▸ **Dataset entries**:
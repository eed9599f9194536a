// Copyright (c) 2018-2025  Brendan Molloy <brendan@bbqsrc.net>,
//                          Ilya Solovyiov <ilya.solovyiov@gmail.com>,
//                          Kai Ren <tyranron@gmail.com>
//
// Licensed under the Apache License, Version 2.0 <LICENSE-APACHE or
// http://www.apache.org/licenses/LICENSE-2.0> or the MIT license
// <LICENSE-MIT or http://opensource.org/licenses/MIT>, at your
// option. This file may not be copied, modified, or distributed
// except according to those terms.

//! Strongly typed CLI options.
//!
//! [`Opts`] is the root, dispatching to one of the [`Command`]s. Options
//! shared by several commands live in their own [`Args`] structs flattened
//! into each of them.

use std::path::PathBuf;

use clap::{Args, Parser, Subcommand};
use smart_default::SmartDefault;

use crate::{
    extract::{Extractor, Markers},
    render::{helpers::DEFAULT_SHORT_NAME_PATTERN, Variant},
    tag::TagFilter,
};

/// Command line options of `gherkin-robot`.
#[derive(Clone, Debug, Parser)]
#[command(
    name = "gherkin-robot",
    version,
    about = "Extract Gherkin from source comments and render it for \
             Robot Framework",
    long_about = None,
    disable_help_subcommand = true
)]
pub struct Opts {
    /// Command to run.
    #[command(subcommand)]
    pub command: Command,
}

impl Opts {
    /// Shortcut for [`clap::Parser::try_parse_from()`], which doesn't require
    /// the trait being imported.
    ///
    /// # Errors
    ///
    /// If the given `args` are invalid, or help or version were requested.
    pub fn try_parsed_from<I, T>(args: I) -> Result<Self, clap::Error>
    where
        I: IntoIterator<Item = T>,
        T: Into<std::ffi::OsString> + Clone,
    {
        <Self as Parser>::try_parse_from(args)
    }
}

/// Commands of `gherkin-robot`.
#[derive(Clone, Debug, Subcommand)]
pub enum Command {
    /// Extract Gherkin embedded into source file comments.
    #[command(visible_alias = "feature")]
    Extract(ExtractCli),

    /// Render Gherkin features as a Robot Framework test suite.
    #[command(visible_alias = "robot")]
    Render(RenderCli),
}

/// CLI options of embedded block markers.
#[derive(Args, Clone, Debug, SmartDefault)]
pub struct MarkerCli {
    /// Marker opening an embedded Gherkin block (case-insensitive).
    #[arg(long, value_name = "marker", default_value = "[gherkin]")]
    #[default("[gherkin]".into())]
    pub start_marker: String,

    /// Marker closing an embedded Gherkin block (case-insensitive).
    #[arg(long, value_name = "marker", default_value = "[end]")]
    #[default("[end]".into())]
    pub end_marker: String,
}

impl MarkerCli {
    /// Returns the [`Markers`] described by these options.
    #[must_use]
    pub fn markers(&self) -> Markers {
        Markers { start: self.start_marker.clone(), end: self.end_marker.clone() }
    }

    /// Creates an [`Extractor`] looking for these markers.
    #[must_use]
    pub fn extractor(&self) -> Extractor {
        let Markers { start, end } = self.markers();
        Extractor::new().with_markers(start, end)
    }
}

/// CLI options of the [`Command::Extract`].
#[derive(Args, Clone, Debug, Default)]
pub struct ExtractCli {
    /// Print every text as a standalone feature, wrapping bare scenarios.
    #[arg(long)]
    pub as_features: bool,

    /// Source files to extract Gherkin from.
    #[arg(value_name = "FILE")]
    pub files: Vec<PathBuf>,

    /// Markers options.
    #[command(flatten)]
    pub markers: MarkerCli,
}

/// CLI options of the [`Command::Render`].
#[derive(Args, Clone, Debug, SmartDefault)]
pub struct RenderCli {
    /// Feature files or directories, comma-separated.
    ///
    /// Defaults to `./features`, unless `--embedded` files are given.
    #[arg(short = 'f', long, value_name = "path", value_delimiter = ',')]
    pub features: Vec<PathBuf>,

    /// Source files whose embedded Gherkin is rendered after the features,
    /// comma-separated.
    #[arg(short = 'e', long, value_name = "file", value_delimiter = ',')]
    pub embedded: Vec<PathBuf>,

    /// Tag expression to filter scenarios by.
    ///
    /// Either a tag expression (`not @wip and @smoke`) or the legacy syntax
    /// (`~@wip && @smoke,@slow`). Tags from Feature, Rule and Scenario are
    /// merged together on filtering.
    #[arg(
        short = 't',
        long,
        value_name = "tagexpr",
        default_value = TagFilter::DEFAULT,
        allow_hyphen_values = true
    )]
    #[default(TagFilter::DEFAULT.into())]
    pub tags: String,

    /// List scenario titles instead of rendering.
    #[arg(short = 'l', long)]
    pub list: bool,

    /// Dump parsed features as JSON lines instead of rendering.
    #[arg(short = 'j', long, visible_alias = "dump")]
    pub json: bool,

    /// Render one test case per scenario instead of one per feature.
    #[arg(short = 'F', long, visible_alias = "tpl.feature")]
    pub per_scenario: bool,

    /// Resource references for the settings section, comma-separated.
    #[arg(short = 'r', long, value_name = "ref", value_delimiter = ',')]
    pub resources: Vec<String>,

    /// Regex whose first group is the short name of a feature URI.
    #[arg(long, value_name = "regex", default_value = DEFAULT_SHORT_NAME_PATTERN)]
    #[default(DEFAULT_SHORT_NAME_PATTERN.into())]
    pub short_name_pattern: String,

    /// Markers options.
    #[command(flatten)]
    pub markers: MarkerCli,
}

impl RenderCli {
    /// Default directory of feature files.
    pub const DEFAULT_FEATURES: &'static str = "./features";

    /// Returns the feature paths to load.
    #[must_use]
    pub fn feature_paths(&self) -> Vec<PathBuf> {
        if self.features.is_empty() && self.embedded.is_empty() {
            vec![Self::DEFAULT_FEATURES.into()]
        } else {
            self.features.clone()
        }
    }

    /// Returns the chosen rendering [`Variant`].
    #[must_use]
    pub const fn variant(&self) -> Variant {
        if self.per_scenario {
            Variant::PerScenario
        } else {
            Variant::PerFeature
        }
    }
}

#[cfg(test)]
mod tests {
    use clap::CommandFactory as _;

    use super::*;

    fn render(args: &[&str]) -> RenderCli {
        let opts = Opts::try_parsed_from(
            ["gherkin-robot", "render"].iter().chain(args),
        )
        .expect("valid args");
        match opts.command {
            Command::Render(cli) => cli,
            Command::Extract(_) => panic!("expected `render`"),
        }
    }

    #[test]
    fn cli_is_consistent() {
        Opts::command().debug_assert();
    }

    #[test]
    fn render_defaults() {
        let cli = render(&[]);

        assert_eq!(cli.feature_paths(), vec![PathBuf::from("./features")]);
        assert_eq!(cli.tags, "~@wip");
        assert_eq!(cli.variant(), Variant::PerFeature);
        assert!(cli.resources.is_empty());
        assert_eq!(cli.short_name_pattern, DEFAULT_SHORT_NAME_PATTERN);
        assert_eq!(cli.markers.markers(), Markers::default());
    }

    #[test]
    fn defaults_match_programmatic_ones() {
        let cli = render(&[]);
        let default = RenderCli::default();

        assert_eq!(cli.tags, default.tags);
        assert_eq!(cli.short_name_pattern, default.short_name_pattern);
        assert_eq!(cli.markers.markers(), default.markers.markers());
    }

    #[test]
    fn comma_separated_lists() {
        let cli = render(&[
            "-f",
            "a,b",
            "-r",
            "x.robot,y.resource",
            "-e",
            "s.go",
            "-F",
        ]);

        assert_eq!(cli.feature_paths(), vec![PathBuf::from("a"), "b".into()]);
        assert_eq!(cli.resources, vec!["x.robot", "y.resource"]);
        assert_eq!(cli.embedded, vec![PathBuf::from("s.go")]);
        assert_eq!(cli.variant(), Variant::PerScenario);
    }

    #[test]
    fn embedded_only_skips_default_features() {
        let cli = render(&["--embedded", "s.go"]);

        assert!(cli.feature_paths().is_empty());
    }

    #[test]
    fn aliases() {
        let cli = render(&["--tpl.feature", "--dump"]);
        assert!(cli.per_scenario);
        assert!(cli.json);

        let opts = Opts::try_parsed_from(["gherkin-robot", "feature", "a.go"])
            .expect("valid args");
        assert!(matches!(opts.command, Command::Extract(cli) if cli.files.len() == 1));

        let opts = Opts::try_parsed_from(["gherkin-robot", "robot", "-l"])
            .expect("valid args");
        assert!(matches!(opts.command, Command::Render(cli) if cli.list));
    }

    #[test]
    fn extract_markers() {
        let opts = Opts::try_parsed_from([
            "gherkin-robot",
            "extract",
            "--start-marker",
            "BEGIN",
            "--end-marker",
            "END",
            "a.rs",
        ])
        .expect("valid args");

        let Command::Extract(cli) = opts.command else {
            panic!("expected `extract`");
        };
        assert_eq!(
            cli.markers.markers(),
            Markers { start: "BEGIN".into(), end: "END".into() },
        );
    }

    #[test]
    fn subcommand_is_required() {
        assert!(Opts::try_parsed_from(["gherkin-robot"]).is_err());
    }
}
// src/generators/mod.rs
pub mod password;
pub mod strength;

pub use password::{generate, EntropySource, GeneratedPassword, GeneratorError, PasswordGenerator};
pub use strength::{classify_strength, is_weak, Strength};
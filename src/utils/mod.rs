// src/utils/mod.rs
mod format;

pub use format::*;
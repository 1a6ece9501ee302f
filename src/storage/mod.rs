// src/storage/mod.rs
use std::path::PathBuf;
use thiserror::Error;

pub mod file;
pub mod memory;

#[derive(Debug, Error)]
pub enum StorageError {
    #[error("IO error: {0}")]
    IoError(#[from] std::io::Error),

    #[error("Configuration error: {0}")]
    ConfigError(String),

    #[error("Write failed: {0}")]
    WriteError(String),
}

pub type Result<T> = std::result::Result<T, StorageError>;

/// Synchronous key-value slot the record store persists into.
///
/// Writes are all-or-nothing and last-write-wins.
pub trait StorageBackend {
    fn get(&self, key: &str) -> Result<Option<String>>;

    fn set(&mut self, key: &str, value: &str) -> Result<()>;
}

impl<B: StorageBackend + ?Sized> StorageBackend for Box<B> {
    fn get(&self, key: &str) -> Result<Option<String>> {
        (**self).get(key)
    }

    fn set(&mut self, key: &str, value: &str) -> Result<()> {
        (**self).set(key, value)
    }
}

// Enum to hold specific backend implementations
#[derive(Debug)]
pub enum BackendType {
    Memory(memory::MemoryBackend),
    File(file::FileBackend),
}

// The storage handle used by the binary; the store itself is generic
#[derive(Debug)]
pub struct Storage {
    pub backend: BackendType,
}

impl Storage {
    /// Opens a backend from a URL: `memory:` or `file:<dir>`. A bare path is a file backend.
    pub fn open(url: &str) -> Result<Self> {
        let url = url.trim();
        if url.is_empty() {
            return Err(StorageError::ConfigError("Empty storage URL".into()));
        }

        let backend = if url == "memory:" {
            BackendType::Memory(memory::MemoryBackend::new())
        } else {
            let dir = url.strip_prefix("file:").unwrap_or(url);
            if dir.is_empty() {
                return Err(StorageError::ConfigError("Missing directory in file storage URL".into()));
            }
            BackendType::File(file::FileBackend::new(PathBuf::from(dir))?)
        };

        log::info!("Opened {} storage", Self::kind_of(&backend));
        Ok(Self { backend })
    }

    fn kind_of(backend: &BackendType) -> &'static str {
        match backend {
            BackendType::Memory(_) => "in-memory",
            BackendType::File(_) => "file",
        }
    }

    pub fn get_backend_type(&self) -> &'static str {
        Self::kind_of(&self.backend)
    }
}

impl StorageBackend for Storage {
    fn get(&self, key: &str) -> Result<Option<String>> {
        match &self.backend {
            BackendType::Memory(backend) => backend.get(key),
            BackendType::File(backend) => backend.get(key),
        }
    }

    fn set(&mut self, key: &str, value: &str) -> Result<()> {
        match &mut self.backend {
            BackendType::Memory(backend) => backend.set(key, value),
            BackendType::File(backend) => backend.set(key, value),
        }
    }
}

#[cfg(test)]
mod tests {
    use super::*;

    #[test]
    fn memory_url_opens_memory_backend() {
        let storage = Storage::open("memory:").unwrap();
        assert_eq!(storage.get_backend_type(), "in-memory");
    }

    #[test]
    fn file_url_and_bare_path_open_file_backend() {
        let dir = tempfile::tempdir().unwrap();
        let url = format!("file:{}", dir.path().display());
        assert_eq!(Storage::open(&url).unwrap().get_backend_type(), "file");

        let bare = dir.path().join("nested");
        let storage = Storage::open(&bare.display().to_string()).unwrap();
        assert_eq!(storage.get_backend_type(), "file");
        assert!(bare.is_dir());
    }

    #[test]
    fn empty_urls_are_rejected() {
        assert!(matches!(Storage::open("  "), Err(StorageError::ConfigError(_))));
        assert!(matches!(Storage::open("file:"), Err(StorageError::ConfigError(_))));
    }

    #[test]
    fn storage_delegates_to_backend() {
        let mut storage = Storage::open("memory:").unwrap();
        storage.set("k", "v").unwrap();
        assert_eq!(storage.get("k").unwrap().as_deref(), Some("v"));
        assert_eq!(storage.get("other").unwrap(), None);
    }
}
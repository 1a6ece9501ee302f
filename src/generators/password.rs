// src/generators/password.rs
use std::time::{SystemTime, UNIX_EPOCH};

use rand::distributions::{Distribution, Uniform};
use rand::rngs::{OsRng, SmallRng};
use rand::{Rng, RngCore, SeedableRng};
use thiserror::Error;

use super::strength::{self, Strength};
use crate::models::PasswordGenerationOptions;

pub const UPPERCASE: &str = "ABCDEFGHIJKLMNOPQRSTUVWXYZ";
pub const LOWERCASE: &str = "abcdefghijklmnopqrstuvwxyz";
pub const NUMBERS: &str = "0123456789";
pub const SYMBOLS: &str = "!@#$%^&*()_+-=[]{}|;:,.<>?";

#[derive(Debug, Error, PartialEq, Eq)]
pub enum GeneratorError {
    #[error("Select at least one character type")]
    NoCharacterClass,

    #[error("Password length must be at least 1")]
    InvalidLength,
}

pub type Result<T> = std::result::Result<T, GeneratorError>;

/// Where the randomness behind a generated password came from.
#[derive(Debug, Clone, Copy, PartialEq, Eq)]
pub enum EntropySource {
    /// Operating system CSPRNG.
    Secure,
    /// Time-seeded, non-cryptographic generator used when the OS source failed.
    Fallback,
}

#[derive(Debug, Clone, PartialEq, Eq)]
pub struct GeneratedPassword {
    pub value: String,
    pub source: EntropySource,
}

impl GeneratedPassword {
    pub fn is_secure(&self) -> bool {
        self.source == EntropySource::Secure
    }
}

pub struct PasswordGenerator;

impl PasswordGenerator {
    pub fn new() -> Self {
        PasswordGenerator
    }

    pub fn generate_password(&self, options: &PasswordGenerationOptions) -> Result<GeneratedPassword> {
        generate(options)
    }

    pub fn analyze_password_strength(&self, password: &str) -> Strength {
        strength::classify_strength(password)
    }
}

impl Default for PasswordGenerator {
    fn default() -> Self {
        Self::new()
    }
}

/// Union of the enabled alphabets, in upper/lower/digit/symbol order.
pub fn charset(options: &PasswordGenerationOptions) -> Vec<char> {
    let mut chars = Vec::new();

    if options.include_uppercase {
        chars.extend(UPPERCASE.chars());
    }
    if options.include_lowercase {
        chars.extend(LOWERCASE.chars());
    }
    if options.include_numbers {
        chars.extend(NUMBERS.chars());
    }
    if options.include_symbols {
        chars.extend(SYMBOLS.chars());
    }

    chars
}

// Generate a random password, preferring the OS entropy source
pub fn generate(options: &PasswordGenerationOptions) -> Result<GeneratedPassword> {
    let mut probe = [0u8; 8];
    match OsRng.try_fill_bytes(&mut probe) {
        Ok(()) => generate_with(options, &mut OsRng, EntropySource::Secure),
        Err(e) => {
            log::warn!("OS random source unavailable ({}), using non-cryptographic fallback", e);
            let seed = SystemTime::now()
                .duration_since(UNIX_EPOCH)
                .map(|d| d.as_nanos() as u64)
                .unwrap_or_default();
            let mut rng = SmallRng::seed_from_u64(seed);
            generate_with(options, &mut rng, EntropySource::Fallback)
        }
    }
}

pub(crate) fn generate_with<R: Rng + ?Sized>(
    options: &PasswordGenerationOptions,
    rng: &mut R,
    source: EntropySource,
) -> Result<GeneratedPassword> {
    let chars = charset(options);
    if chars.is_empty() {
        return Err(GeneratorError::NoCharacterClass);
    }
    if options.length == 0 {
        return Err(GeneratorError::InvalidLength);
    }

    let dist = Uniform::from(0..chars.len());
    let value: String = (0..options.length)
        .map(|_| chars[dist.sample(&mut *rng)])
        .collect();

    Ok(GeneratedPassword { value, source })
}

▸ **Task item**:
Compute the number of lines in the records that contain the string "utils", and return that number alone.

▸ **Answer box**:
2